Key Rights and Benefits for Foreign Investors
In summary, foreign investors in Chile enjoy rights and benefits comparable to nationals. The most relevant include:
- Remittance of capital and profits: permission to freely transfer abroad the invested capital and profits once taxed.
- Free access to the exchange market: transactions of foreign currency (over US$10,000) are conducted through the formal exchange market, with no rate restrictions, as the exchange rate is freely agreed by the parties.
- VAT exemption for capital goods: possibility to exempt import of equipment and machinery for investment projects.
- Foreign Investor Certificate: a public document issued by InvestChile that formally recognizes foreign investor status, facilitating procedures and access to other State incentives.
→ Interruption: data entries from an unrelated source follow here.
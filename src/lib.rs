pub mod cache;
pub mod cli;
pub mod config;
pub mod llm;
pub mod models;
pub mod server;
pub mod store;

use cli::Args;
use config::prompt::SystemPrompt;
use llm::{ parse_llm_type, LlmConfig };
use llm::chat::new_client as new_chat_client;
use log::info;
use server::api::AppState;
use server::Server;
use std::error::Error;
use std::sync::Arc;
use std::time::Duration;

pub async fn run(args: Args) -> Result<(), Box<dyn Error + Send + Sync>> {
    info!("--- Core Configuration ---");
    info!("Server Address: {}", args.server_addr);
    info!("Database URL: {}", args.database_url);
    info!("Chat LLM Type: {}", args.chat_llm_type);
    info!("Max History Messages: {}", args.max_history_messages);
    info!("Cache Enabled: {}", args.enable_cache);
    if args.enable_cache {
        info!("Cache Backend: {}", args.cache_backend);
        info!("Cache TTL: {}s", args.cache_ttl_secs);
    }
    info!("-------------------------");

    let store = store::init(&args).await?;
    let cache = cache::init(&args).await;

    let chat_config = LlmConfig {
        llm_type: parse_llm_type(&args.chat_llm_type)?,
        api_key: Some(args.chat_api_key.clone()).filter(|k| !k.is_empty()),
        completion_model: args.chat_model.clone(),
        base_url: args.chat_base_url.clone(),
        max_output_tokens: args.max_output_tokens,
        timeout: Duration::from_secs(args.chat_timeout_secs),
    };
    let chat_client = new_chat_client(&chat_config)?;
    info!(
        "Chat client configured: Type={}, Model={:?}, BaseURL={:?}",
        args.chat_llm_type,
        chat_config.completion_model.as_deref().unwrap_or("adapter default"),
        chat_config.base_url.as_deref().unwrap_or("adapter default")
    );

    let system_prompt = Arc::new(SystemPrompt::load(store.as_ref()).await);

    let state = AppState {
        store,
        cache,
        chat_client,
        system_prompt,
        max_history_messages: args.max_history_messages,
        cache_ttl: Duration::from_secs(args.cache_ttl_secs),
    };

    let server = Server::new(args.server_addr.clone(), state, args);
    server.run().await
}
- National legal treatment: all foreign investors are subject to the same legal regime as nationals, “without arbitrary discrimination.” This includes access to property (e.g., industrial and urban land, except for border and protected beach zones) and legal stability for projects.
Exchange Market and Regulatory Authorities
The Central Bank of Chile supervises the free exchange market and applies the regulations of the Compendium of International Exchange. Generally, there is currency freedom: anyone can perform international transactions without prior Central Bank authorization. However, foreign investments exceeding US$10,000 or equivalent must be registered under Chapter XIV of the Compendium. This involves notifying the Central Bank about the transfer of funds or invested capital. In practice, investors choose an authorized bank or exchange house to make deposits and currency operations.
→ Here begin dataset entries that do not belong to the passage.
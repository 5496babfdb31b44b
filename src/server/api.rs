use crate::cache::{ conversation_list_key, conversation_messages_key, ResponseCache };
use crate::cli::Args;
use crate::config::prompt::SystemPrompt;
use crate::llm::chat::ChatClient;
use crate::llm::error::ChatError;
use crate::llm::reply::generate_reply;
use crate::models::chat::{ ui_messages_to_model, UiMessage };
use crate::store::{ ConversationStore, ROLE_AI, ROLE_USER };
use axum::{
    body::Body,
    extract::{ Path, Query, State },
    http::{ header, HeaderValue, StatusCode },
    response::{ IntoResponse, Response },
    routing::{ get, post },
    Json,
    Router,
};
use log::{ error, info, warn };
use serde::{ Deserialize, Serialize };
use std::error::Error;
use std::net::SocketAddr;
use std::sync::Arc;
use std::time::Duration;
use tower_http::cors::{ Any, CorsLayer };

#[derive(Clone)]
pub struct AppState {
    pub store: Arc<dyn ConversationStore>,
    pub cache: Option<Arc<dyn ResponseCache>>,
    pub chat_client: Arc<dyn ChatClient>,
    pub system_prompt: Arc<SystemPrompt>,
    pub max_history_messages: usize,
    pub cache_ttl: Duration,
}

#[derive(Deserialize)]
#[serde(rename_all = "camelCase")]
pub struct ChatRequest {
    #[serde(default)]
    pub messages: Vec<UiMessage>,
    pub conversation_id: Option<String>,
    pub session_id: Option<String>,
}

#[derive(Deserialize)]
#[serde(rename_all = "camelCase")]
pub struct ListQuery {
    pub session_id: Option<String>,
}

#[derive(Serialize)]
struct ErrorBody {
    error: String,
    #[serde(skip_serializing_if = "Option::is_none")]
    code: Option<String>,
}

pub fn build_router(state: AppState, cors_origin: &str) -> Router {
    let cors = if cors_origin == "*" {
        CorsLayer::new().allow_origin(Any).allow_methods(Any).allow_headers(Any)
    } else {
        match cors_origin.parse::<HeaderValue>() {
            Ok(origin) => CorsLayer::new().allow_origin(origin).allow_methods(Any).allow_headers(Any),
            Err(e) => {
                warn!("Invalid CORS origin '{}' ({}), allowing any", cors_origin, e);
                CorsLayer::new().allow_origin(Any).allow_methods(Any).allow_headers(Any)
            }
        }
    };

    Router::new()
        .route("/api/ai", post(chat_handler))
        .route("/api/conversations", get(list_conversations_handler))
        .route("/api/conversations/{id}/messages", get(list_messages_handler))
        .layer(cors)
        .with_state(state)
}

pub async fn start_http_server(
    addr: &str,
    state: AppState,
    args: &Args
) -> Result<(), Box<dyn Error + Send + Sync>> {
    let addr = addr.parse::<SocketAddr>()?;
    info!("Starting HTTP API server on: http://{}", addr);

    let app = build_router(state, &args.cors_origin);

    if args.enable_tls && args.tls_cert_path.is_some() && args.tls_key_path.is_some() {
        let cert_path = args.tls_cert_path.as_deref().unwrap_or_default();
        let key_path = args.tls_key_path.as_deref().unwrap_or_default();
        let tls_config = axum_server::tls_rustls::RustlsConfig::from_pem_file(
            cert_path,
            key_path
        ).await?;
        info!("TLS enabled");
        axum_server::bind_rustls(addr, tls_config).serve(app.into_make_service()).await?;
    } else {
        let listener = tokio::net::TcpListener::bind(addr).await?;
        axum::serve(listener, app.into_make_service()).await?;
    }
    Ok(())
}

async fn chat_handler(State(state): State<AppState>, Json(req): Json<ChatRequest>) -> Response {
    // Resolve or create the conversation.
    let conversation_id = match &req.conversation_id {
        Some(id) =>
            match state.store.find_conversation(id).await {
                Ok(Some(conversation)) => conversation.id,
                Ok(None) => {
                    return error_response(StatusCode::NOT_FOUND, "Conversation not found", None);
                }
                Err(e) => {
                    error!("Error loading conversation {}: {}", id, e);
                    return internal_error();
                }
            }
        None =>
            match state.store.create_conversation(req.session_id.as_deref()).await {
                Ok(conversation) => conversation.id,
                Err(e) => {
                    error!("Error creating conversation: {}", e);
                    return internal_error();
                }
            }
    };

    // Persist the trailing user message before the model call so it survives
    // a model failure.
    if let Some(last) = req.messages.last() {
        if last.role == "user" {
            if let Some(text) = last.text_content() {
                if !text.is_empty() {
                    if let Err(e) = state.store.add_message(&conversation_id, ROLE_USER, &text).await {
                        error!("Error saving user message for {}: {}", conversation_id, e);
                        return internal_error();
                    }
                }
            }
        }
    }

    let history = ui_messages_to_model(&req.messages);
    let mut reply = match
        generate_reply(
            state.chat_client.clone(),
            state.system_prompt.as_str(),
            &history,
            state.max_history_messages
        ).await
    {
        Ok(reply) => reply,
        Err(e) => {
            error!("Chat generation failed for {}: {}", conversation_id, e);
            return chat_error_response(&e);
        }
    };

    // Persist the assistant reply, then drop the now-stale cache entries.
    // Invalidation strictly follows persistence so a concurrent reader can
    // never repopulate the cache from pre-write state.
    {
        let store = state.store.clone();
        let cache = state.cache.clone();
        let conversation_id = conversation_id.clone();
        let session_id = req.session_id.clone();
        reply.on_finish(move |event| async move {
            match store.add_message(&conversation_id, ROLE_AI, &event.text).await {
                Ok(_) => {
                    if let Some(cache) = cache {
                        let mut keys = vec![conversation_messages_key(&conversation_id)];
                        if let Some(session_id) = &session_id {
                            keys.push(conversation_list_key(session_id));
                        }
                        cache.delete(&keys).await;
                    }
                }
                Err(e) => {
                    error!("Error saving assistant message for {}: {}", conversation_id, e);
                }
            }
        });
    }

    let mut response = reply.into_response();
    match HeaderValue::from_str(&conversation_id) {
        Ok(value) => {
            response.headers_mut().insert("X-Conversation-Id", value);
        }
        Err(e) => {
            error!("Conversation id {} is not header-safe: {}", conversation_id, e);
        }
    }
    response
}

async fn list_conversations_handler(
    State(state): State<AppState>,
    Query(query): Query<ListQuery>
) -> Response {
    let cache_key = query.session_id.as_deref().map(conversation_list_key);

    if let (Some(cache), Some(key)) = (&state.cache, &cache_key) {
        if let Some(cached) = cache.get(key).await {
            return json_response(cached, "HIT");
        }
    }

    let summaries = match state.store.list_conversations(query.session_id.as_deref()).await {
        Ok(summaries) => summaries,
        Err(e) => {
            error!("Error listing conversations: {}", e);
            return internal_error();
        }
    };
    let body = match serde_json::to_string(&summaries) {
        Ok(body) => body,
        Err(e) => {
            error!("Error serializing conversation list: {}", e);
            return internal_error();
        }
    };

    if let (Some(cache), Some(key)) = (&state.cache, &cache_key) {
        cache.set(key, &body, state.cache_ttl).await;
    }
    json_response(body, "MISS")
}

async fn list_messages_handler(
    State(state): State<AppState>,
    Path(id): Path<String>
) -> Response {
    let cache_key = conversation_messages_key(&id);

    if let Some(cache) = &state.cache {
        if let Some(cached) = cache.get(&cache_key).await {
            return json_response(cached, "HIT");
        }
    }

    match state.store.find_conversation(&id).await {
        Ok(Some(_)) => {}
        Ok(None) => {
            return error_response(StatusCode::NOT_FOUND, "Conversation not found", None);
        }
        Err(e) => {
            error!("Error loading conversation {}: {}", id, e);
            return internal_error();
        }
    }

    let messages = match state.store.list_messages(&id).await {
        Ok(messages) => messages,
        Err(e) => {
            error!("Error listing messages for {}: {}", id, e);
            return internal_error();
        }
    };
    let body = match serde_json::to_string(&messages) {
        Ok(body) => body,
        Err(e) => {
            error!("Error serializing messages for {}: {}", id, e);
            return internal_error();
        }
    };

    if let Some(cache) = &state.cache {
        cache.set(&cache_key, &body, state.cache_ttl).await;
    }
    json_response(body, "MISS")
}

fn json_response(body: String, cache_marker: &'static str) -> Response {
    let mut response = Response::new(Body::from(body));
    response
        .headers_mut()
        .insert(header::CONTENT_TYPE, HeaderValue::from_static("application/json"));
    response.headers_mut().insert("X-Cache", HeaderValue::from_static(cache_marker));
    response
}

fn error_response(status: StatusCode, message: &str, code: Option<&str>) -> Response {
    (
        status,
        Json(ErrorBody {
            error: message.to_string(),
            code: code.map(str::to_string),
        }),
    ).into_response()
}

fn internal_error() -> Response {
    error_response(StatusCode::INTERNAL_SERVER_ERROR, "Internal server error", None)
}

fn chat_error_response(e: &ChatError) -> Response {
    error_response(e.status(), e.user_message(), Some(e.code()))
}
The Financial Market Commission (CMF) supervises banks, insurers, investment companies, and other financial institutions, ensuring transparency and solvency in the financial system where foreign investors operate.
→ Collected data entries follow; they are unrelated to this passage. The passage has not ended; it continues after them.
use super::{
    ConversationRecord,
    ConversationStore,
    ConversationSummary,
    FaqRecord,
    MessageRecord,
};
use crate::models::chat::{ truncate_chars, FIRST_MESSAGE_PREVIEW_CHARS, NO_MESSAGES_PLACEHOLDER };
use async_trait::async_trait;
use chrono::{ DateTime, SecondsFormat, Utc };
use sqlx::Row;
use sqlx::sqlite::{ SqlitePool, SqlitePoolOptions, SqliteRow };
use std::error::Error;
use uuid::Uuid;

/// sqlx-backed conversation store. Timestamps are stored as RFC3339 text
/// with microsecond precision so lexicographic and chronological order agree.
pub struct SqliteConversationStore {
    pool: SqlitePool,
}

const SCHEMA: &[&str] = &[
    "CREATE TABLE IF NOT EXISTS conversations (
        id TEXT PRIMARY KEY,
        session_id TEXT,
        created_at TEXT NOT NULL
    )",
    "CREATE TABLE IF NOT EXISTS messages (
        id TEXT PRIMARY KEY,
        conversation_id TEXT NOT NULL REFERENCES conversations(id),
        role TEXT NOT NULL,
        content TEXT NOT NULL,
        created_at TEXT NOT NULL
    )",
    "CREATE INDEX IF NOT EXISTS idx_messages_conversation
        ON messages(conversation_id, created_at)",
    "CREATE INDEX IF NOT EXISTS idx_conversations_session
        ON conversations(session_id, created_at)",
    "CREATE TABLE IF NOT EXISTS store_faqs (
        id TEXT PRIMARY KEY,
        category TEXT NOT NULL,
        question TEXT NOT NULL,
        answer TEXT NOT NULL,
        created_at TEXT NOT NULL
    )",
];

pub async fn init_schema(pool: &SqlitePool) -> Result<(), sqlx::Error> {
    for ddl in SCHEMA {
        sqlx::query(ddl).execute(pool).await?;
    }
    Ok(())
}

fn now_rfc3339() -> (DateTime<Utc>, String) {
    let now = Utc::now();
    (now, now.to_rfc3339_opts(SecondsFormat::Micros, true))
}

fn parse_timestamp(raw: &str) -> Result<DateTime<Utc>, Box<dyn Error + Send + Sync>> {
    Ok(DateTime::parse_from_rfc3339(raw)?.with_timezone(&Utc))
}

fn conversation_from_row(row: &SqliteRow) -> Result<ConversationRecord, Box<dyn Error + Send + Sync>> {
    Ok(ConversationRecord {
        id: row.try_get("id")?,
        session_id: row.try_get("session_id")?,
        created_at: parse_timestamp(&row.try_get::<String, _>("created_at")?)?,
    })
}

fn message_from_row(row: &SqliteRow) -> Result<MessageRecord, Box<dyn Error + Send + Sync>> {
    Ok(MessageRecord {
        id: row.try_get("id")?,
        conversation_id: row.try_get("conversation_id")?,
        role: row.try_get("role")?,
        content: row.try_get("content")?,
        created_at: parse_timestamp(&row.try_get::<String, _>("created_at")?)?,
    })
}

impl SqliteConversationStore {
    pub fn new(pool: SqlitePool) -> Self {
        Self { pool }
    }

    pub async fn connect(url: &str) -> Result<Self, Box<dyn Error + Send + Sync>> {
        let pool = SqlitePoolOptions::new().max_connections(5).connect(url).await?;
        init_schema(&pool).await?;
        Ok(Self::new(pool))
    }
}

#[async_trait]
impl ConversationStore for SqliteConversationStore {
    async fn create_conversation(
        &self,
        session_id: Option<&str>
    ) -> Result<ConversationRecord, Box<dyn Error + Send + Sync>> {
        let id = Uuid::new_v4().to_string();
        let (created_at, stamp) = now_rfc3339();
        sqlx::query("INSERT INTO conversations (id, session_id, created_at) VALUES (?1, ?2, ?3)")
            .bind(&id)
            .bind(session_id)
            .bind(&stamp)
            .execute(&self.pool).await?;
        Ok(ConversationRecord {
            id,
            session_id: session_id.map(str::to_string),
            created_at,
        })
    }

    async fn find_conversation(
        &self,
        id: &str
    ) -> Result<Option<ConversationRecord>, Box<dyn Error + Send + Sync>> {
        let row = sqlx::query("SELECT id, session_id, created_at FROM conversations WHERE id = ?1")
            .bind(id)
            .fetch_optional(&self.pool).await?;
        match row {
            Some(row) => Ok(Some(conversation_from_row(&row)?)),
            None => Ok(None),
        }
    }

    async fn list_conversations(
        &self,
        session_id: Option<&str>
    ) -> Result<Vec<ConversationSummary>, Box<dyn Error + Send + Sync>> {
        let rows = sqlx::query(
            "SELECT c.id, c.created_at,
                    (SELECT m.content FROM messages m
                     WHERE m.conversation_id = c.id
                     ORDER BY m.created_at ASC LIMIT 1) AS first_content
             FROM conversations c
             WHERE (?1 IS NULL OR c.session_id = ?1)
             ORDER BY c.created_at DESC"
        )
            .bind(session_id)
            .fetch_all(&self.pool).await?;

        let mut summaries = Vec::with_capacity(rows.len());
        for row in &rows {
            let first_content: Option<String> = row.try_get("first_content")?;
            summaries.push(ConversationSummary {
                id: row.try_get("id")?,
                created_at: parse_timestamp(&row.try_get::<String, _>("created_at")?)?,
                first_message: first_content
                    .map(|c| truncate_chars(&c, FIRST_MESSAGE_PREVIEW_CHARS))
                    .unwrap_or_else(|| NO_MESSAGES_PLACEHOLDER.to_string()),
            });
        }
        Ok(summaries)
    }

    async fn list_messages(
        &self,
        conversation_id: &str
    ) -> Result<Vec<MessageRecord>, Box<dyn Error + Send + Sync>> {
        let rows = sqlx::query(
            "SELECT id, conversation_id, role, content, created_at
             FROM messages
             WHERE conversation_id = ?1
             ORDER BY created_at ASC"
        )
            .bind(conversation_id)
            .fetch_all(&self.pool).await?;

        let mut messages = Vec::with_capacity(rows.len());
        for row in &rows {
            messages.push(message_from_row(row)?);
        }
        Ok(messages)
    }

    async fn add_message(
        &self,
        conversation_id: &str,
        role: &str,
        content: &str
    ) -> Result<MessageRecord, Box<dyn Error + Send + Sync>> {
        let id = Uuid::new_v4().to_string();
        let (created_at, stamp) = now_rfc3339();
        sqlx::query(
            "INSERT INTO messages (id, conversation_id, role, content, created_at)
             VALUES (?1, ?2, ?3, ?4, ?5)"
        )
            .bind(&id)
            .bind(conversation_id)
            .bind(role)
            .bind(content)
            .bind(&stamp)
            .execute(&self.pool).await?;
        Ok(MessageRecord {
            id,
            conversation_id: conversation_id.to_string(),
            role: role.to_string(),
            content: content.to_string(),
            created_at,
        })
    }

    async fn list_faqs(&self) -> Result<Vec<FaqRecord>, Box<dyn Error + Send + Sync>> {
        let rows = sqlx::query(
            "SELECT category, question, answer FROM store_faqs
             ORDER BY category ASC, created_at ASC"
        )
            .fetch_all(&self.pool).await?;

        let mut faqs = Vec::with_capacity(rows.len());
        for row in &rows {
            faqs.push(FaqRecord {
                category: row.try_get("category")?,
                question: row.try_get("question")?,
                answer: row.try_get("answer")?,
            });
        }
        Ok(faqs)
    }
}

#[cfg(test)]
mod tests {
    use super::*;
    use crate::store::{ ROLE_AI, ROLE_USER };

    async fn memory_store() -> SqliteConversationStore {
        let pool = SqlitePoolOptions::new()
            .max_connections(1)
            .connect("sqlite::memory:").await
            .unwrap();
        init_schema(&pool).await.unwrap();
        SqliteConversationStore::new(pool)
    }

    #[tokio::test]
    async fn messages_come_back_in_insertion_order() {
        let store = memory_store().await;
        let conv = store.create_conversation(Some("s1")).await.unwrap();
        store.add_message(&conv.id, ROLE_USER, "first").await.unwrap();
        store.add_message(&conv.id, ROLE_AI, "second").await.unwrap();
        store.add_message(&conv.id, ROLE_USER, "third").await.unwrap();

        let messages = store.list_messages(&conv.id).await.unwrap();
        let contents: Vec<_> = messages.iter().map(|m| m.content.as_str()).collect();
        assert_eq!(contents, vec!["first", "second", "third"]);
        assert_eq!(messages[1].role, ROLE_AI);
    }

    #[tokio::test]
    async fn list_filters_by_session_and_orders_newest_first() {
        let store = memory_store().await;
        let a = store.create_conversation(Some("s1")).await.unwrap();
        let b = store.create_conversation(Some("s1")).await.unwrap();
        store.create_conversation(Some("s2")).await.unwrap();
        store.add_message(&a.id, ROLE_USER, "Hi").await.unwrap();

        let summaries = store.list_conversations(Some("s1")).await.unwrap();
        assert_eq!(summaries.len(), 2);
        // Newest first: b was created after a.
        assert_eq!(summaries[0].id, b.id);
        assert_eq!(summaries[0].first_message, NO_MESSAGES_PLACEHOLDER);
        assert_eq!(summaries[1].first_message, "Hi");
    }

    #[tokio::test]
    async fn list_without_session_returns_everything() {
        let store = memory_store().await;
        store.create_conversation(Some("s1")).await.unwrap();
        store.create_conversation(None).await.unwrap();

        let summaries = store.list_conversations(None).await.unwrap();
        assert_eq!(summaries.len(), 2);
    }

    #[tokio::test]
    async fn first_message_is_truncated_to_preview_length() {
        let store = memory_store().await;
        let conv = store.create_conversation(Some("s1")).await.unwrap();
        let long = "a".repeat(250);
        store.add_message(&conv.id, ROLE_USER, &long).await.unwrap();

        let summaries = store.list_conversations(Some("s1")).await.unwrap();
        assert_eq!(summaries[0].first_message.len(), FIRST_MESSAGE_PREVIEW_CHARS);
    }

    #[tokio::test]
    async fn find_conversation_misses_on_unknown_id() {
        let store = memory_store().await;
        assert!(store.find_conversation("nope").await.unwrap().is_none());
    }
}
Institutional Support and Promotion
To facilitate foreign investment, Chile has InvestChile, the Foreign Investment Promotion Agency, established by Law 20.848. This agency advises investors from the prospecting stage (“pre-investment”) through installation and post-investment. Its free services include market information, facilitating contacts with authorities and local partners, assisting with establishment procedures (tax ID, visas, permits), and support in claims before public agencies. InvestChile “supports foreign companies in their prospecting, installation, and participation in the country.”
Simultaneously, the government has updated its investment attraction strategy, maintaining an open business environment and macroeconomic stability policies. Chile does not require prior approval for investments (except in the strategic sectors mentioned); InvestChile’s role is largely procedural.
Overall, the combination of national regulations and international treaties makes Chile an attractive destination for foreign investment. Foreign investors are guaranteed equitable treatment, free repatriation of profits, judicial and arbitral protection against expropriations or undue regulatory changes, and institutional support that facilitates their establishment and operation.